What you should do. Check every line of the records below for the string "InsufficientSp" and copy the ones that have it.

=== Section Start ===

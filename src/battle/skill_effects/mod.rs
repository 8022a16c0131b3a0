// Skill resolution: one handler per effect variant, split by concern.

mod damage_effects;
mod healing_effects;
mod special_effects;
mod stat_effects;

use crate::battle::state::{BattleEvent, EventBus, Side, SkillFailure, TurnRng};
use crate::combatant::Combatant;
use crate::config::BattleConfig;
use crate::errors::{BattleError, BattleResult};
use crate::status_effects::{ModifierSource, StatModifier};
use schema::{SkillDefinition, SkillEffect};

use self::{damage_effects::*, healing_effects::*, special_effects::*, stat_effects::*};

/// Who is casting what, from which side.
#[derive(Debug, Clone, Copy)]
pub struct SkillContext<'a> {
    pub skill: &'a SkillDefinition,
    pub caster_index: usize,
    pub caster_side: Side,
    pub config: &'a BattleConfig,
}

impl SkillContext<'_> {
    pub fn target_side(&self) -> Side {
        self.caster_side.opponent()
    }
}

#[derive(Debug, Clone, Copy, PartialEq, Eq)]
pub enum SkillOutcome {
    /// The skill went off. `primary` is its headline number: damage dealt,
    /// HP healed or the per-turn amount registered.
    Resolved { primary: u32 },
    /// Nothing changed.
    InsufficientSp { required: u32, available: u32 },
    /// Nothing changed and no SP was spent.
    Failed(SkillFailure),
}

/// Resolves `skill` cast by `allies[caster_index]` against `target`.
///
/// SP is checked and deducted before any effect applies; an unaffordable or
/// impossible skill leaves every combatant untouched.
#[allow(clippy::too_many_arguments)]
pub fn use_skill(
    skill: &SkillDefinition,
    caster_index: usize,
    allies: &mut [Combatant],
    target: &mut Combatant,
    caster_side: Side,
    config: &BattleConfig,
    rng: &mut TurnRng,
    bus: &mut EventBus,
) -> BattleResult<SkillOutcome> {
    let caster = allies.get(caster_index).ok_or_else(|| {
        BattleError::InconsistentState(format!("caster index {} out of range", caster_index))
    })?;
    if caster.is_fainted() {
        return Err(BattleError::InconsistentState(format!(
            "{} cannot act while fainted",
            caster.species_name
        )));
    }
    let caster_name = caster.species_name.clone();

    if skill.battle_unique && caster.used_battle_unique.contains(&skill.name) {
        bus.push(BattleEvent::SkillFailed {
            user: caster_name,
            skill: skill.name.clone(),
            reason: SkillFailure::AlreadyUsedThisBattle,
        });
        return Ok(SkillOutcome::Failed(SkillFailure::AlreadyUsedThisBattle));
    }

    if caster.sp() < skill.sp_cost {
        let available = caster.sp();
        bus.push(BattleEvent::InsufficientSp {
            user: caster_name,
            skill: skill.name.clone(),
            required: skill.sp_cost,
            available,
        });
        return Ok(SkillOutcome::InsufficientSp {
            required: skill.sp_cost,
            available,
        });
    }

    if matches!(skill.effect, SkillEffect::Revive(_))
        && find_revive_target(allies, caster_index).is_none()
    {
        bus.push(BattleEvent::SkillFailed {
            user: caster_name,
            skill: skill.name.clone(),
            reason: SkillFailure::NoFaintedAlly,
        });
        return Ok(SkillOutcome::Failed(SkillFailure::NoFaintedAlly));
    }

    let caster = &mut allies[caster_index];
    if !caster.spend_sp(skill.sp_cost) {
        return Err(BattleError::InconsistentState(format!(
            "{} could not pay for {}",
            caster_name, skill.name
        )));
    }
    if skill.battle_unique {
        caster.used_battle_unique.insert(skill.name.clone());
    }

    bus.push(BattleEvent::SkillUsed {
        side: caster_side,
        user: caster_name.clone(),
        skill: skill.name.clone(),
    });
    bus.push(BattleEvent::SkillQuote {
        user: caster_name,
        quote: skill.flavor_quote.clone(),
    });
    tracing::debug!(skill = %skill.name, sp_cost = skill.sp_cost, "skill resolving");

    let ctx = SkillContext {
        skill,
        caster_index,
        caster_side,
        config,
    };

    let primary = match &skill.effect {
        SkillEffect::DirectDamage(params) => {
            apply_direct_damage(params, &ctx, &mut allies[caster_index], target, rng, bus)
        }
        SkillEffect::DamageOverTime(params) => {
            apply_damage_over_time(params, &ctx, &allies[caster_index], target, rng, bus)
        }
        SkillEffect::MultiHit(params) => {
            apply_multi_hit(params, &ctx, &allies[caster_index], target, rng, bus)
        }
        SkillEffect::PowerAttack => {
            apply_power_attack(&ctx, &allies[caster_index], target, rng, bus)
        }
        SkillEffect::DirectHeal(params) => apply_direct_heal(params, &mut allies[caster_index], bus),
        SkillEffect::HealOverTime(params) => {
            apply_heal_over_time(params, &ctx, &mut allies[caster_index], bus)
        }
        SkillEffect::TeamHeal(params) => apply_team_heal(params, &ctx, allies, bus),
        SkillEffect::HotDot(params) => {
            apply_hot_dot(params, &ctx, &mut allies[caster_index], target, bus)
        }
        SkillEffect::SelfBuff(params) => apply_self_buff(params, &ctx, &mut allies[caster_index], bus),
        SkillEffect::EnemyDebuff(params) => {
            apply_enemy_debuff(params, &ctx, target, rng, bus)
        }
        SkillEffect::TeamBuff(params) => apply_team_buff(params, &ctx, allies, bus),
        SkillEffect::TeamDebuff(params) => apply_team_debuff(params, &ctx, target, bus),
        SkillEffect::MixedBuffDebuff(params) => {
            apply_mixed_buff_debuff(params, &ctx, &mut allies[caster_index], target, bus)
        }
        SkillEffect::SpecialAttack(params) => {
            apply_special_attack(params, &ctx, &mut allies[caster_index], target, rng, bus)
        }
        SkillEffect::Revive(params) => apply_revive(params, &ctx, allies, bus),
        SkillEffect::TeamSacrificeRevival(params) => {
            apply_team_sacrifice_revival(params, &ctx, allies, bus)
        }
        SkillEffect::DelayedUltimate(params) => {
            apply_delayed_ultimate(params, &ctx, &mut allies[caster_index], bus)
        }
    };

    Ok(SkillOutcome::Resolved { primary })
}

/// First fainted ally other than the caster.
pub(crate) fn find_revive_target(allies: &[Combatant], caster_index: usize) -> Option<usize> {
    allies
        .iter()
        .enumerate()
        .find(|(index, ally)| *index != caster_index && ally.is_fainted())
        .map(|(index, _)| index)
}

/// `turns` of 0 means the modifier lasts for the rest of the battle.
fn modifier_duration(turns: u32) -> Option<u32> {
    (turns > 0).then_some(turns)
}

/// Writes into the target's single modifier slot, replacing whatever was
/// there, and logs it.
fn set_modifier(
    target: &mut Combatant,
    attack_multiplier: f64,
    defense_multiplier: f64,
    turns: Option<u32>,
    ctx: &SkillContext<'_>,
    source: ModifierSource,
    bus: &mut EventBus,
) {
    target.status.set_modifier(StatModifier {
        attack_multiplier,
        defense_multiplier,
        turns_remaining: turns,
        source_name: ctx.skill.name.clone(),
        source,
    });
    bus.push(BattleEvent::StatModifierApplied {
        target: target.species_name.clone(),
        source: ctx.skill.name.clone(),
        attack_multiplier,
        defense_multiplier,
        turns,
    });
}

=== Section End ===

Task output.
    InsufficientSp { required: u32, available: u32 },
        bus.push(BattleEvent::InsufficientSp {
        return Ok(SkillOutcome::InsufficientSp {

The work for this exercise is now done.